**Task brief**
Only the lines containing "least" belong in the answer; find them in the material below.

(Source material)

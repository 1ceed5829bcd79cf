//! A block store held entirely in memory.

use std::sync::Arc;

use color_eyre::eyre::{ensure, eyre};
use parking_lot::RwLock;
use tracing::trace;

use super::{BackingStore, BackstoreKind, DEFAULT_MAX_TRANSFER_BLOCKS, Identity, emulate_control};
use crate::engine::{Unit, UnitStatus};
use crate::error::{EngineError, EngineResult};
use crate::scsi::response::Inquiry;
use crate::scsi::{CdbKind, Direction};

/// Completes every unit before `execute` returns.
pub struct RamdiskStore {
    blocks: RwLock<Vec<u8>>,
    identity: Identity,
    max_transfer_blocks: u32,
}

impl RamdiskStore {
    pub fn new(block_size: u32, capacity: u64) -> color_eyre::Result<Self> {
        ensure!(
            block_size.is_power_of_two() && block_size >= 512,
            "block size {block_size} is not a power of two of at least 512"
        );
        ensure!(capacity > 0, "ramdisk needs at least one block");
        let len = capacity
            .checked_mul(u64::from(block_size))
            .and_then(|len| usize::try_from(len).ok())
            .ok_or_else(|| eyre!("{capacity} blocks of {block_size} bytes do not fit in memory"))?;
        Ok(Self {
            blocks: RwLock::new(vec![0; len]),
            identity: Identity {
                inquiry: Inquiry::direct_access("LUNAGLAS", "RAMDISK"),
                block_size,
                capacity,
            },
            max_transfer_blocks: DEFAULT_MAX_TRANSFER_BLOCKS,
        })
    }

    pub fn with_max_transfer_blocks(mut self, blocks: u32) -> Self {
        self.max_transfer_blocks = blocks.max(1);
        self
    }

    fn range(&self, unit: &Unit) -> std::ops::Range<usize> {
        let start = unit.lba() as usize * self.identity.block_size as usize;
        start..start + unit.len()
    }

    fn transfer(&self, unit: &Unit) -> EngineResult<()> {
        let range = self.range(unit);
        let out_of_range = || {
            EngineError::lba_out_of_range(
                unit.lba(),
                u64::from(unit.blocks()),
                self.identity.capacity,
            )
        };
        match unit.direction() {
            Direction::DataIn => {
                let blocks = self.blocks.read();
                let src = blocks.get(range).ok_or_else(out_of_range)?;
                unit.buffer().copy_from_slice(src);
            }
            Direction::DataOut => {
                let mut blocks = self.blocks.write();
                let dst = blocks.get_mut(range).ok_or_else(out_of_range)?;
                unit.buffer().copy_to_slice(dst);
            }
            Direction::Bidirectional | Direction::NonDirectional => {}
        }
        Ok(())
    }
}

impl BackingStore for RamdiskStore {
    fn kind(&self) -> BackstoreKind {
        BackstoreKind::Block
    }

    fn block_size(&self) -> u32 {
        self.identity.block_size
    }

    fn capacity(&self) -> u64 {
        self.identity.capacity
    }

    fn max_transfer_blocks(&self) -> u32 {
        self.max_transfer_blocks
    }

    fn execute(&self, unit: Arc<Unit>) -> EngineResult<()> {
        if unit.wants_stop() {
            unit.complete(UnitStatus::aborted());
            return Ok(());
        }
        let Some(cdb) = unit.cdb() else {
            return Err(EngineError::invalid_field("unit carries no CDB"));
        };
        trace!(cmd = %unit.command_id(), lba = unit.lba(), blocks = unit.blocks(), "ramdisk");
        let status = match cdb.kind {
            CdbKind::Media => match self.transfer(&unit) {
                Ok(()) => UnitStatus::Good,
                Err(err) => UnitStatus::Failed(err),
            },
            CdbKind::Control => emulate_control(&unit, &self.identity, || Ok(())),
        };
        unit.complete(status);
        Ok(())
    }
}

impl std::fmt::Debug for RamdiskStore {
    fn fmt(&self, f: &mut std::fmt::Formatter<'_>) -> std::fmt::Result {
        f.debug_struct("RamdiskStore")
            .field("block_size", &self.identity.block_size)
            .field("capacity", &self.identity.capacity)
            .finish()
    }
}
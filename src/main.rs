use std::path::PathBuf;
use std::sync::Arc;
use std::time::Duration;

use clap::{ArgGroup, Parser};
use color_eyre::Result;
use color_eyre::eyre::{WrapErr, bail, ensure, eyre};
use lunaglass::scsi::response::{
    Response, ResponseParser, inquiry_response, no_response, read_capacity_response,
};
use lunaglass::scsi::{CommandBlock, TaskAttribute, command};
use lunaglass::{
    BackingStore, Command, CommandId, CommandRequest, DeliveryError, DeviceConfig, Engine,
    EngineConfig, FileStore, FrontEnd, Outcome, RamdiskStore, ScatterList, Session,
};
use tokio::sync::mpsc;
use tracing::{debug, info};

#[derive(Debug, Parser)]
#[command(name = "lunaglass")]
#[command(about = "Runs a write/read-back pass through the SCSI execution engine", long_about = None)]
#[command(group = ArgGroup::new("backing").args(["file", "ramdisk_blocks"]).required(true))]
struct Args {
    /// Disk image to attach
    #[arg(long, value_name = "PATH")]
    file: Option<PathBuf>,
    /// Attach an in-memory device of this many blocks instead
    #[arg(long, value_name = "BLOCKS")]
    ramdisk_blocks: Option<u64>,
    /// Logical block size (bytes)
    #[arg(long, default_value_t = 512)]
    block_size: u32,
    /// LUN to attach the device at
    #[arg(long, default_value_t = 0)]
    lun: u64,
    /// Largest unit handed to the backing store (blocks)
    #[arg(long)]
    max_transfer_blocks: Option<u32>,
    /// Completion worker tasks
    #[arg(long, default_value_t = 4)]
    workers: usize,
    /// Blocks written and read back
    #[arg(long, default_value_t = 64)]
    blocks: u16,
    /// First block of the pattern
    #[arg(long, default_value_t = 0)]
    lba: u32,
}

/// Delivered results, in delivery order.
struct Delivered {
    id: CommandId,
    outcome: Option<Outcome>,
    data: Option<Vec<u8>>,
}

/// Front end that forwards every result over a channel.
struct ChannelFrontEnd {
    tx: mpsc::UnboundedSender<Delivered>,
}

impl ChannelFrontEnd {
    fn send(&self, command: &Arc<Command>, data: Option<Vec<u8>>) -> Result<(), DeliveryError> {
        self.tx
            .send(Delivered {
                id: command.id(),
                outcome: command.outcome(),
                data,
            })
            .map_err(|_| DeliveryError::Failed("receiver gone".into()))
    }
}

impl FrontEnd for ChannelFrontEnd {
    fn deliver_data(&self, command: &Arc<Command>) -> Result<(), DeliveryError> {
        self.send(command, command.read_data())
    }

    fn deliver_status(&self, command: &Arc<Command>) -> Result<(), DeliveryError> {
        self.send(command, None)
    }

    fn deliver_task_management_response(
        &self,
        command: &Arc<Command>,
    ) -> Result<(), DeliveryError> {
        self.send(command, None)
    }
}

struct Initiator {
    engine: Engine,
    session: Arc<Session>,
    rx: mpsc::UnboundedReceiver<Delivered>,
    lun: u64,
}

impl Initiator {
    async fn run(&mut self, request: CommandRequest) -> Result<Delivered> {
        let command = self.engine.submit(&self.session, request)?;
        let delivered = self
            .rx
            .recv()
            .await
            .ok_or_else(|| eyre!("front end channel closed"))?;
        ensure!(
            delivered.id == command.id(),
            "expected result for command {}, got {}",
            command.id(),
            delivered.id
        );
        match &delivered.outcome {
            Some(Outcome::Good { .. }) => Ok(delivered),
            Some(Outcome::Failed(err)) => bail!("command {} failed: {err}", command.id()),
            other => bail!("command {} ended with {other:?}", command.id()),
        }
    }

    async fn control(
        &mut self,
        name: &str,
        cdb: CommandBlock,
        parse: ResponseParser,
    ) -> Result<Response> {
        let delivered = self.run(CommandRequest::new(self.lun, cdb)).await?;
        let data = delivered.data.unwrap_or_default();
        debug!(command = name, len = data.len(), "control command done");
        parse(&data).wrap_err_with(|| format!("parse {name} response"))
    }
}

#[tokio::main(flavor = "multi_thread")]
async fn main() -> Result<()> {
    color_eyre::install()?;
    tracing_subscriber::fmt()
        .with_env_filter(
            tracing_subscriber::EnvFilter::try_from_default_env().unwrap_or_else(|_| "info".into()),
        )
        .init();

    let args = Args::parse();

    let store: Arc<dyn BackingStore> = match (&args.file, args.ramdisk_blocks) {
        (Some(path), None) => Arc::new(
            FileStore::open(path, args.block_size)
                .await
                .wrap_err("open file store")?,
        ),
        (None, Some(blocks)) => Arc::new(RamdiskStore::new(args.block_size, blocks)?),
        _ => unreachable!("clap enforces mutually exclusive arguments"),
    };

    let engine = Engine::start(EngineConfig {
        workers: args.workers,
        retry_interval: Duration::from_millis(10),
        ..EngineConfig::default()
    })?;
    let mut device_config = DeviceConfig::named("demo");
    device_config.max_transfer_blocks = args.max_transfer_blocks;
    let device = engine.attach_device(args.lun, store, device_config)?;

    let (tx, rx) = mpsc::unbounded_channel();
    let session = engine.open_session(Arc::new(ChannelFrontEnd { tx }));
    let mut initiator = Initiator {
        engine: engine.clone(),
        session: Arc::clone(&session),
        rx,
        lun: args.lun,
    };

    initiator
        .control("TEST UNIT READY", command::test_unit_ready(), no_response)
        .await?;
    if let Response::Inquiry(inquiry) = initiator
        .control("INQUIRY", command::inquiry(), inquiry_response)
        .await?
    {
        info!(
            vendor = %String::from_utf8_lossy(&inquiry.vendor).trim_end(),
            product = %String::from_utf8_lossy(&inquiry.product).trim_end(),
            "inquiry"
        );
    }
    if let Response::ReadCapacity(capacity) = initiator
        .control("READ CAPACITY", command::read_capacity(), read_capacity_response)
        .await?
    {
        info!(last_lba = capacity.last_lba, block_size = capacity.block_size, "read capacity");
    }

    let len = usize::from(args.blocks) * args.block_size as usize;
    let pattern: Vec<u8> = (0..len).map(|i| (i % 251) as u8).collect();
    initiator
        .run(
            CommandRequest::new(args.lun, command::write10(args.lba, args.blocks))
                .data(ScatterList::from_vec(pattern.clone())),
        )
        .await
        .wrap_err("write pattern")?;
    initiator
        .run(
            CommandRequest::new(args.lun, command::synchronize_cache())
                .attribute(TaskAttribute::Ordered),
        )
        .await
        .wrap_err("synchronize cache")?;
    let read = initiator
        .run(CommandRequest::new(args.lun, command::read10(args.lba, args.blocks)))
        .await
        .wrap_err("read back")?;
    if read.data.as_deref() != Some(pattern.as_slice()) {
        bail!("read back data does not match what was written");
    }
    info!(bytes = len, "pattern verified");

    let stats = device.stats().snapshot();
    println!(
        "lun {}: {} commands, {} failed, {} aborted, {} bytes read, {} bytes written",
        device.lun(),
        stats.completed,
        stats.failed,
        stats.aborted,
        stats.read_bytes,
        stats.write_bytes
    );

    engine.shutdown().await;
    Ok(())
}
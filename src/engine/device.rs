//! Per-LUN execution context: run queue, dispatch loop, ordering and retry state.

use std::collections::{HashMap, VecDeque};
use std::sync::Arc;
use std::sync::atomic::{AtomicU64, Ordering};

use parking_lot::Mutex;
use tokio::runtime::Handle;
use tokio::sync::Notify;
use tokio::task::JoinHandle;
use tokio_util::sync::CancellationToken;
use tracing::{debug, info, trace, warn};

use super::abort;
use super::backpressure::RetryQueue;
use super::command::{Command, CommandId, Outcome};
use super::ordering::{Admission, OrderingSnapshot, OrderingState};
use super::session::SessionTable;
use super::unit::{Unit, UnitStatus};
use super::worker::{Work, WorkSender};
use crate::backstore::{BackingStore, BackstoreKind};
use crate::config::{DeviceConfig, EngineConfig};
use crate::scsi::TaskAttribute;

/// Counters kept per device.
#[derive(Default)]
pub struct DeviceStats {
    completed: AtomicU64,
    failed: AtomicU64,
    aborted: AtomicU64,
    read_bytes: AtomicU64,
    write_bytes: AtomicU64,
}

/// Copy of [`DeviceStats`] at one point in time.
#[derive(Clone, Copy, Debug, Default, PartialEq, Eq)]
pub struct StatsSnapshot {
    pub completed: u64,
    pub failed: u64,
    pub aborted: u64,
    pub read_bytes: u64,
    pub write_bytes: u64,
}

impl DeviceStats {
    pub(crate) fn record(&self, command: &Command, outcome: &Outcome) {
        self.completed.fetch_add(1, Ordering::Relaxed);
        match outcome {
            Outcome::Failed(_) => {
                self.failed.fetch_add(1, Ordering::Relaxed);
            }
            Outcome::Aborted => {
                self.aborted.fetch_add(1, Ordering::Relaxed);
            }
            Outcome::Good { .. } | Outcome::TaskManagement(_) => {}
        }
        let (read, written) = command.bytes_transferred();
        self.read_bytes.fetch_add(read, Ordering::Relaxed);
        self.write_bytes.fetch_add(written, Ordering::Relaxed);
    }

    pub(crate) fn record_failed_delivery(&self) {
        self.failed.fetch_add(1, Ordering::Relaxed);
    }

    pub fn snapshot(&self) -> StatsSnapshot {
        StatsSnapshot {
            completed: self.completed.load(Ordering::Relaxed),
            failed: self.failed.load(Ordering::Relaxed),
            aborted: self.aborted.load(Ordering::Relaxed),
            read_bytes: self.read_bytes.load(Ordering::Relaxed),
            write_bytes: self.write_bytes.load(Ordering::Relaxed),
        }
    }
}

/// A backing store attached at a LUN.
pub struct Device {
    lun: u64,
    name: String,
    store: Arc<dyn BackingStore>,
    block_size: u32,
    capacity: u64,
    max_transfer_blocks: u32,

    run_queue: Mutex<VecDeque<Arc<Unit>>>,
    run_notify: Notify,
    ordering: Mutex<OrderingState>,
    retry: RetryQueue,
    commands: Mutex<HashMap<CommandId, Arc<Command>>>,
    sessions: Arc<SessionTable>,
    stats: DeviceStats,

    work: WorkSender,
    runtime: Handle,
    shutdown: CancellationToken,
    dispatcher: Mutex<Option<JoinHandle<()>>>,
}

impl Device {
    pub(crate) fn new(
        lun: u64,
        store: Arc<dyn BackingStore>,
        config: &DeviceConfig,
        engine: &EngineConfig,
        work: WorkSender,
        runtime: Handle,
        sessions: Arc<SessionTable>,
        shutdown: CancellationToken,
    ) -> Arc<Self> {
        let advertised = store.max_transfer_blocks().max(1);
        let max_transfer_blocks = config
            .max_transfer_blocks
            .map_or(advertised, |limit| limit.clamp(1, advertised));
        let name = config.name.clone().unwrap_or_else(|| format!("lun{lun}"));
        Arc::new(Self {
            lun,
            name,
            block_size: store.block_size(),
            capacity: store.capacity(),
            max_transfer_blocks,
            store,
            run_queue: Mutex::new(VecDeque::new()),
            run_notify: Notify::new(),
            ordering: Mutex::new(OrderingState::default()),
            retry: RetryQueue::new(engine.retry_interval, engine.max_pending_deliveries),
            commands: Mutex::new(HashMap::new()),
            sessions,
            stats: DeviceStats::default(),
            work,
            runtime,
            shutdown,
            dispatcher: Mutex::new(None),
        })
    }

    pub fn lun(&self) -> u64 {
        self.lun
    }

    pub fn name(&self) -> &str {
        &self.name
    }

    pub fn kind(&self) -> BackstoreKind {
        self.store.kind()
    }

    pub fn store(&self) -> &Arc<dyn BackingStore> {
        &self.store
    }

    pub fn block_size(&self) -> u32 {
        self.block_size
    }

    /// Capacity in logical blocks.
    pub fn capacity(&self) -> u64 {
        self.capacity
    }

    /// Largest unit handed to the backing store, in blocks.
    pub fn max_transfer_blocks(&self) -> u32 {
        self.max_transfer_blocks
    }

    pub fn stats(&self) -> &DeviceStats {
        &self.stats
    }

    pub fn ordering(&self) -> OrderingSnapshot {
        self.ordering.lock().snapshot()
    }

    /// Units waiting in the run queue.
    pub fn queued_units(&self) -> usize {
        self.run_queue.lock().len()
    }

    /// Commands waiting for a delivery retry.
    pub fn pending_deliveries(&self) -> usize {
        self.retry.len()
    }

    /// Commands submitted to this device that have not reached their terminal phase.
    pub fn active_commands(&self) -> Vec<Arc<Command>> {
        self.commands.lock().values().cloned().collect()
    }

    pub(crate) fn sessions(&self) -> &Arc<SessionTable> {
        &self.sessions
    }

    pub(crate) fn retry_queue(&self) -> &RetryQueue {
        &self.retry
    }

    pub(crate) fn runtime(&self) -> &Handle {
        &self.runtime
    }

    /// Hands work to the completion pool. Runs it in place once the pool is gone.
    pub(crate) fn post(&self, work: Work) {
        if let Err(err) = self.work.send(work) {
            debug!(lun = self.lun, "worker pool gone, completing inline");
            err.0.run();
        }
    }

    pub(crate) fn track(&self, command: &Arc<Command>) {
        self.commands.lock().insert(command.id(), Arc::clone(command));
    }

    pub(crate) fn untrack(&self, command: &Command) {
        self.commands.lock().remove(&command.id());
    }

    pub(crate) fn find_by_tag(&self, session: super::SessionId, tag: u64) -> Option<Arc<Command>> {
        self.commands
            .lock()
            .values()
            .find(|cmd| cmd.session_id() == session && cmd.tag() == tag)
            .cloned()
    }

    /// Runs a command through the ordering engine.
    pub(crate) fn admit(self: &Arc<Self>, command: &Arc<Command>) {
        let admission = self.ordering.lock().admit(command);
        match admission {
            Admission::Dispatch => self.release(command),
            Admission::Delayed => {
                debug!(cmd = %command.id(), lun = self.lun, attr = ?command.attribute(), "delayed");
                // A stop that ran before the command reached the delayed list
                // would not have found it there.
                if command.is_stop_requested() && self.withdraw(command) {
                    for unit in command.units() {
                        unit.complete(UnitStatus::aborted());
                    }
                }
            }
        }
    }

    /// Takes a command out of the delayed list. Returns whether it was there.
    pub(crate) fn withdraw(&self, command: &Command) -> bool {
        self.ordering.lock().withdraw(command.id()).is_some()
    }

    /// Accounts for a finished command and releases whatever it was holding back.
    pub(crate) fn finish_ordering(self: &Arc<Self>, command: &Command) {
        let released = self.ordering.lock().complete(command);
        for next in released {
            trace!(cmd = %next.id(), lun = self.lun, "released from delayed list");
            self.release(&next);
        }
    }

    fn release(self: &Arc<Self>, command: &Arc<Command>) {
        match command.task_management() {
            Some(function) => {
                let device = Arc::clone(self);
                let command = Arc::clone(command);
                self.runtime.spawn(async move {
                    abort::run_task_management(&device, &command, function).await;
                });
            }
            None => self.enqueue(
                command.units(),
                command.attribute() == TaskAttribute::HeadOfQueue,
            ),
        }
    }

    /// Appends units to the run queue, or puts them in front of it for head of
    /// queue commands.
    pub(crate) fn enqueue(&self, units: &[Arc<Unit>], head: bool) {
        {
            let mut queue = self.run_queue.lock();
            if head {
                for unit in units.iter().rev() {
                    unit.mark_queued();
                    queue.push_front(Arc::clone(unit));
                }
            } else {
                for unit in units {
                    unit.mark_queued();
                    queue.push_back(Arc::clone(unit));
                }
            }
        }
        self.run_notify.notify_one();
    }

    /// Removes every still queued unit of `command` from the run queue.
    pub(crate) fn dequeue(&self, command: CommandId) -> Vec<Arc<Unit>> {
        let mut queue = self.run_queue.lock();
        let mut removed = Vec::new();
        queue.retain(|unit| {
            if unit.command_id() == command {
                unit.clear_queued();
                removed.push(Arc::clone(unit));
                false
            } else {
                true
            }
        });
        removed
    }

    fn pop(&self) -> Option<Arc<Unit>> {
        let mut queue = self.run_queue.lock();
        let unit = queue.pop_front()?;
        unit.mark_dispatched();
        Some(unit)
    }

    pub(crate) fn start_dispatcher(self: &Arc<Self>) {
        let device = Arc::clone(self);
        let handle = self.runtime.spawn(async move { device.dispatch_loop().await });
        *self.dispatcher.lock() = Some(handle);
    }

    async fn dispatch_loop(self: Arc<Self>) {
        info!(lun = self.lun, name = %self.name, "dispatch loop started");
        loop {
            while let Some(unit) = self.pop() {
                self.dispatch(unit);
            }
            tokio::select! {
                _ = self.shutdown.cancelled() => break,
                _ = self.run_notify.notified() => {}
            }
        }
        info!(lun = self.lun, "dispatch loop stopped");
    }

    fn dispatch(&self, unit: Arc<Unit>) {
        let Some(command) = unit.command() else {
            warn!(cmd = %unit.command_id(), "dropping unit of a released command");
            return;
        };
        if command.is_stop_requested() {
            trace!(cmd = %command.id(), unit = unit.index(), "stopped before start");
            unit.clear_dispatched();
            unit.complete(UnitStatus::aborted());
            return;
        }

        command.note_sent();
        trace!(
            cmd = %command.id(),
            unit = unit.index(),
            lba = unit.lba(),
            blocks = unit.blocks(),
            "execute"
        );
        if let Err(err) = self.store.execute(Arc::clone(&unit)) {
            warn!(cmd = %command.id(), unit = unit.index(), %err, "backing store rejected unit");
            unit.clear_dispatched();
            command.note_unsent();
            command.record_failure(err.clone());
            self.stop_siblings(&command, &unit);
            unit.complete(UnitStatus::Failed(err));
        }
    }

    /// Stops the rest of a command whose unit was rejected. Does not wait.
    fn stop_siblings(&self, command: &Command, rejected: &Arc<Unit>) {
        for unit in self.dequeue(command.id()) {
            unit.complete(UnitStatus::aborted());
        }
        for unit in command.units() {
            if Arc::ptr_eq(unit, rejected) || !unit.is_active() || unit.is_complete() {
                continue;
            }
            unit.mark_wants_stop();
            self.store.stop(unit);
        }
    }

    /// Stops the dispatch loop and waits for it to exit.
    pub(crate) async fn stop_dispatcher(&self) {
        self.shutdown.cancel();
        let handle = self.dispatcher.lock().take();
        if let Some(handle) = handle {
            if let Err(err) = handle.await {
                warn!(lun = self.lun, %err, "dispatch loop panicked");
            }
        }
    }
}

impl std::fmt::Debug for Device {
    fn fmt(&self, f: &mut std::fmt::Formatter<'_>) -> std::fmt::Result {
        f.debug_struct("Device")
            .field("lun", &self.lun)
            .field("name", &self.name)
            .field("kind", &self.store.kind())
            .field("block_size", &self.block_size)
            .field("capacity", &self.capacity)
            .field("max_transfer_blocks", &self.max_transfer_blocks)
            .finish()
    }
}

(End Source material)

**Your solution**
            "block size {block_size} is not a power of two of at least 512"
        ensure!(capacity > 0, "ramdisk needs at least one block");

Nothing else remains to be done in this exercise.